■ Exercise objective: List, from the lines below, each one with "after" in it.

■ Extracted material:
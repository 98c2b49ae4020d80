/*!
 * Task Runner
 *
 * Cooperative runner for one-shot tasks: a dedicated thread executing
 * queued tasks in FIFO order, one per loop iteration, applying mailbox
 * messages between tasks. Shares the mailbox protocol and status machine
 * of `ProcessRunner`.
 *
 * Admission has no population limit; a task is refused only if the runner's
 * mask lacks a capability the task declares in its options.
 */

use super::handle::{RunnerCore, RunnerThread};
use super::message::TaskMessage;
use super::stats::RunnerStatsSnapshot;
use super::types::{RunnerConfig, RunnerStatus};
use crate::core::data_structures::InlineString;
use crate::core::errors::{ConfigError, SchedResult, SchedulerError};
use crate::core::sync::{DoubleBufferedQueue, QueueWriter, SwapOutcome};
use crate::core::types::CapabilityMask;
use crate::task::{Completion, Job, Task};
use parking_lot::Mutex;
use std::collections::VecDeque;
use std::fmt;
use std::panic::{catch_unwind, AssertUnwindSafe};
use std::sync::Arc;
use std::time::Duration;
use tracing::{debug, error, info, trace, warn};

struct TaskLoop {
    core: Arc<RunnerCore>,
    mailbox: DoubleBufferedQueue<TaskMessage>,
    tasks: VecDeque<Job>,
}

impl TaskLoop {
    fn run(mut self) -> RunnerStatus {
        let core = Arc::clone(&self.core);
        core.set_status(RunnerStatus::Running);
        info!("Task runner loop started");

        while core.status() == RunnerStatus::Running {
            match self.tasks.pop_front() {
                Some(job) => self.execute(job),
                None => {
                    core.set_status(RunnerStatus::Waiting);
                    trace!("Runner idle");
                    while !self.mailbox.wait_for_writes(None) {}
                    core.set_status(RunnerStatus::Running);
                }
            }
            self.apply_messages();
        }

        self.finish()
    }

    fn execute(&mut self, job: Job) {
        self.core.stats.inc_rounds();
        let name = job.name().to_owned();
        trace!(task = %name, priority = job.priority(), "Executing task");
        match catch_unwind(AssertUnwindSafe(|| job.execute())) {
            Ok(outcome) if !outcome.is_success() => {
                debug!(task = %name, error = outcome.error, "Task finished with error");
            }
            Ok(_) => {}
            Err(_) => error!(task = %name, "Task hook panicked; completion detached"),
        }
        self.core.stats.inc_slices();
        self.core.stats.add_reclaimed(1);
    }

    fn apply_messages(&mut self) {
        if let SwapOutcome::Pending(unread) = self.mailbox.swap() {
            warn!(unread, "Mailbox read side not drained before swap");
        }
        while let Some(message) = self.mailbox.pop() {
            self.core.mark_applied();
            match message {
                TaskMessage::QueueTask(job) => {
                    self.core.stats.inc_started();
                    self.tasks.push_back(job);
                }
                TaskMessage::StopRunner => {
                    info!("Stop requested; finishing after this task");
                    self.core.set_status(RunnerStatus::WillFinish);
                }
            }
            self.core.stats.inc_messages();
        }
        self.core.stats.set_population(self.tasks.len(), 0);
    }

    /// Unrun tasks are dropped, which detaches their completions
    fn finish(mut self) -> RunnerStatus {
        let dropped = self.tasks.len() + self.mailbox.erase_all();
        self.tasks.clear();
        self.core.stats.set_population(0, 0);
        self.core.set_status(RunnerStatus::Finished);
        info!(dropped, "Task runner finished");
        RunnerStatus::Finished
    }
}

/// Handle on a cooperative task runner
pub struct TaskRunner {
    core: Arc<RunnerCore>,
    accepted_mask: CapabilityMask,
    limits: Result<(), ConfigError>,
    mailbox: QueueWriter<TaskMessage>,
    pending: Mutex<Option<TaskLoop>>,
    thread: RunnerThread,
}

impl TaskRunner {
    pub fn new(config: RunnerConfig) -> Self {
        let limits = config.validate();
        let core = Arc::new(RunnerCore::new(config.name));
        let mailbox = DoubleBufferedQueue::new(config.queue_capacity);
        let writer = mailbox.writer();
        Self {
            core: Arc::clone(&core),
            accepted_mask: config.accepted_mask,
            limits,
            mailbox: writer,
            pending: Mutex::new(Some(TaskLoop {
                core,
                mailbox,
                tasks: VecDeque::new(),
            })),
            thread: RunnerThread::default(),
        }
    }

    /// Spawn the runner thread; a second call warns and does nothing
    pub fn start(&self) -> SchedResult<()> {
        if let Err(e) = &self.limits {
            error!(runner = %self.name(), error = %e, "Invalid runner limits");
            self.core.set_status(RunnerStatus::FailedToStart);
            return Err(e.clone().into());
        }
        let Some(task_loop) = self.pending.lock().take() else {
            warn!(runner = %self.name(), "Task runner already started");
            return Ok(());
        };
        self.thread.launch(&self.core, move || task_loop.run())?;
        info!(runner = %self.name(), "Task runner started");
        Ok(())
    }

    /// True if the runner offers every capability `task` declares
    pub fn accepts<T: Task>(&self, task: &T) -> bool {
        self.accepted_mask.satisfies(task.options().mask)
    }

    /// Post `task` to the runner; returns its completion handle
    pub fn queue<T: Task>(&self, task: T) -> SchedResult<Completion<T>> {
        self.core.ensure_accepting()?;
        if !self.accepts(&task) {
            warn!(runner = %self.name(), task = task.name(), mask = %task.options().mask, "Task needs capabilities the runner lacks");
            return Err(SchedulerError::Rejected {
                runner: self.core.name().clone(),
                reason: "runner lacks required capabilities".into(),
            });
        }
        let (job, completion) = Job::new(task);
        let mailbox = &self.mailbox;
        self.core
            .track_post(|| mailbox.push(TaskMessage::QueueTask(job)))
            .map_err(|message| {
                warn!(runner = %self.name(), rejected = ?message, "Mailbox full; task not queued");
                self.mailbox_full()
            })?;
        Ok(completion)
    }

    /// Ask the runner to finish after the task it is running
    pub fn quit(&self) -> SchedResult<()> {
        self.core.ensure_accepting()?;
        let mailbox = &self.mailbox;
        self.core
            .track_post(|| mailbox.push(TaskMessage::StopRunner))
            .map_err(|_| self.mailbox_full())
    }

    fn mailbox_full(&self) -> SchedulerError {
        SchedulerError::MailboxFull {
            runner: self.core.name().clone(),
            capacity: self.mailbox.capacity(),
        }
    }

    pub fn join(&self) -> SchedResult<RunnerStatus> {
        self.thread.join(&self.core)
    }

    pub fn shutdown(&self) -> SchedResult<RunnerStatus> {
        self.quit()?;
        self.join()
    }

    /// Block until every posted task has run and the mailbox is drained
    pub fn wait_until_idle(&self, timeout: Duration) -> bool {
        self.core.wait_until_idle(timeout)
    }

    #[inline]
    pub fn name(&self) -> &InlineString {
        self.core.name()
    }

    #[inline]
    pub fn status(&self) -> RunnerStatus {
        self.core.status()
    }

    #[inline]
    pub fn accepted_mask(&self) -> CapabilityMask {
        self.accepted_mask
    }

    pub fn stats(&self) -> RunnerStatsSnapshot {
        self.core.stats.snapshot()
    }
}

impl Drop for TaskRunner {
    fn drop(&mut self) {
        let mailbox = &self.mailbox;
        let core = &self.core;
        self.thread.stop_and_join(core, || {
            core.track_post(|| mailbox.push(TaskMessage::StopRunner))
                .is_ok()
        });
    }
}

impl fmt::Debug for TaskRunner {
    fn fmt(&self, f: &mut fmt::Formatter<'_>) -> fmt::Result {
        f.debug_struct("TaskRunner")
            .field("name", self.name())
            .field("status", &self.status())
            .field("mask", &self.accepted_mask)
            .finish()
    }
}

■ Expected output:
                    info!("Stop requested; finishing after this task");
    /// Ask the runner to finish after the task it is running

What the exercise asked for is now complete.